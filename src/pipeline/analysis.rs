//! analysis — orchestration of one or more asset analyses.
//!
//! Purpose
//! -------
//! Run every estimator of the crate on a return series and collect their
//! outputs in an [`AssetReport`]: the configured GARCH-family fits with
//! residual diagnostics and one-step forecasts, the regime analysis, the
//! realized-volatility path and the forecast evaluation.
//!
//! Key behaviors
//! -------------
//! - Configuration and data problems abort the analysis before or during
//!   the fits; nothing partial is returned.
//! - Convergence and numerical failures are recorded as [`FitFailure`]s and
//!   the remaining components carry on. Results that depend on a failed fit
//!   (its diagnostics and forecast) are skipped.
//! - The GARCH variants and the HMM fit run concurrently on the rayon pool;
//!   [`analyze_assets`] additionally runs assets in parallel. Inputs are
//!   shared read-only and each fit owns its scratch state.
//!
//! Conventions
//! -----------
//! - Fits, diagnostics and forecasts follow the configured variant order.
//! - Recorded failures are logged with `warn!`; completed analyses with
//!   `info!`.
use std::fmt::Display;

use rayon::prelude::*;
use tracing::{info, info_span, warn};

use crate::{
    evaluation::{
        EvaluationSummary, ForecastRecord, evaluate_forecasts, realized_vol_anchor_pct,
        realized_volatility_path,
    },
    garch::{GarchOptions, fit_garch},
    pipeline::{
        config::AnalysisConfig,
        errors::{PipelineError, PipelineResult},
        report::{AssetReport, Component, FitFailure, ModelDiagnostics, PortfolioReport},
    },
    regime::detect_regimes,
    series::ReturnSeries,
    statistical_tests::{diagnose_residuals, validation::validate_lagged_input},
};

/// Analyze one asset.
///
/// # Errors
/// - Configuration errors from [`AnalysisConfig::validate`].
/// - Data errors: a series no longer than the Ljung–Box lag, shorter than
///   the realized-volatility window or the GARCH minimum length, or with
///   degenerate HMM features.
///
/// Convergence and numerical failures are reported in
/// [`AssetReport::failures`] instead.
pub fn analyze_asset(
    asset: &str, series: &ReturnSeries, config: &AnalysisConfig,
) -> PipelineResult<AssetReport> {
    config.validate()?;
    let garch_opts = config.garch.to_options()?;
    run_asset(asset, series, config, &garch_opts)
}

/// Analyze several named assets in parallel and pool their evaluations.
///
/// # Errors
/// - [`PipelineError::DuplicateAsset`] when a name repeats.
/// - The first aborting error of any asset, as in [`analyze_asset`].
pub fn analyze_assets(
    assets: &[(String, ReturnSeries)], config: &AnalysisConfig,
) -> PipelineResult<PortfolioReport> {
    config.validate()?;
    for (i, (name, _)) in assets.iter().enumerate() {
        if assets[..i].iter().any(|(other, _)| other == name) {
            return Err(PipelineError::DuplicateAsset { name: name.clone() });
        }
    }
    let garch_opts = config.garch.to_options()?;

    let reports = assets
        .par_iter()
        .map(|(name, series)| run_asset(name, series, config, &garch_opts))
        .collect::<PipelineResult<Vec<_>>>()?;
    let evaluation =
        EvaluationSummary::merge(reports.iter().filter_map(|report| report.evaluation.clone()));

    info!(
        assets = reports.len(),
        failures = reports.iter().map(|r| r.failures.len()).sum::<usize>(),
        "portfolio analysis complete"
    );
    Ok(PortfolioReport { reports, evaluation })
}

// ---- Helper methods ----

fn run_asset(
    asset: &str, series: &ReturnSeries, config: &AnalysisConfig, garch_opts: &GarchOptions,
) -> PipelineResult<AssetReport> {
    let _span = info_span!("analyze_asset", asset).entered();
    let window = config.evaluation.realized_window;
    validate_lagged_input(series.values(), config.diagnostics.ljung_box_lag)?;
    let realized = realized_volatility_path(series, window)?;
    let realized_anchor_pct = realized_vol_anchor_pct(series.values(), window)?;

    let (garch_results, regime_result) = rayon::join(
        || {
            config
                .variants
                .par_iter()
                .map(|&variant| (variant, fit_garch(variant, series, garch_opts)))
                .collect::<Vec<_>>()
        },
        || detect_regimes(series, &config.hmm, config.hmm_seed),
    );

    let mut failures = Vec::new();
    let mut fits = Vec::with_capacity(garch_results.len());
    for (variant, result) in garch_results {
        if let Some(fit) = recover(result, asset, Component::Garch(variant), &mut failures)? {
            fits.push(fit);
        }
    }
    let regime = recover(regime_result, asset, Component::Regime, &mut failures)?;

    let mut diagnostics = Vec::with_capacity(fits.len());
    for fit in &fits {
        let result = diagnose_residuals(&fit.std_residuals, &config.diagnostics);
        let component = Component::Diagnostics(fit.variant);
        if let Some(diag) = recover(result, asset, component, &mut failures)? {
            diagnostics.push(ModelDiagnostics { model: fit.variant, diagnostics: diag });
        }
    }

    let forecasts: Vec<ForecastRecord> =
        fits.iter().map(|fit| ForecastRecord::from_fit(asset, fit)).collect();
    let evaluation = if forecasts.is_empty() {
        None
    } else {
        let result = evaluate_forecasts(&forecasts, realized_anchor_pct);
        recover(result, asset, Component::Evaluation, &mut failures)?
    };

    info!(
        asset,
        fits = fits.len(),
        regime = regime.is_some(),
        failures = failures.len(),
        "asset analysis complete"
    );
    Ok(AssetReport {
        asset: asset.to_string(),
        n_obs: series.len(),
        last_date: series.last_date(),
        fits,
        diagnostics,
        forecasts,
        regime,
        realized,
        realized_anchor_pct,
        evaluation,
        failures,
    })
}

/// Pass a successful result through, record a recoverable failure, or
/// abort on anything else.
fn recover<T, E>(
    result: Result<T, E>, asset: &str, component: Component, failures: &mut Vec<FitFailure>,
) -> PipelineResult<Option<T>>
where
    E: Into<PipelineError> + Display,
{
    let err = match result {
        Ok(value) => return Ok(Some(value)),
        Err(err) => err,
    };
    let message = err.to_string();
    let err: PipelineError = err.into();
    let kind = err.kind();
    if !kind.is_recoverable() {
        return Err(err);
    }
    warn!(asset, %component, %kind, %message, "component failed, continuing without it");
    failures.push(FitFailure { asset: asset.to_string(), component, kind, message });
    Ok(None)
}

+ + + + + + +

◆ What is being asked
Could you restate, word for word, the lines above from the one with "regime analysis, the" to the one with "- Convergence and", both included?

◆ The completed task
//! residual diagnostics and one-step forecasts, the regime analysis, the
//! realized-volatility path and the forecast evaluation.
//!
//! Key behaviors
//! -------------
//! - Configuration and data problems abort the analysis before or during
//!   the fits; nothing partial is returned.
//! - Convergence and numerical failures are recorded as [`FitFailure`]s and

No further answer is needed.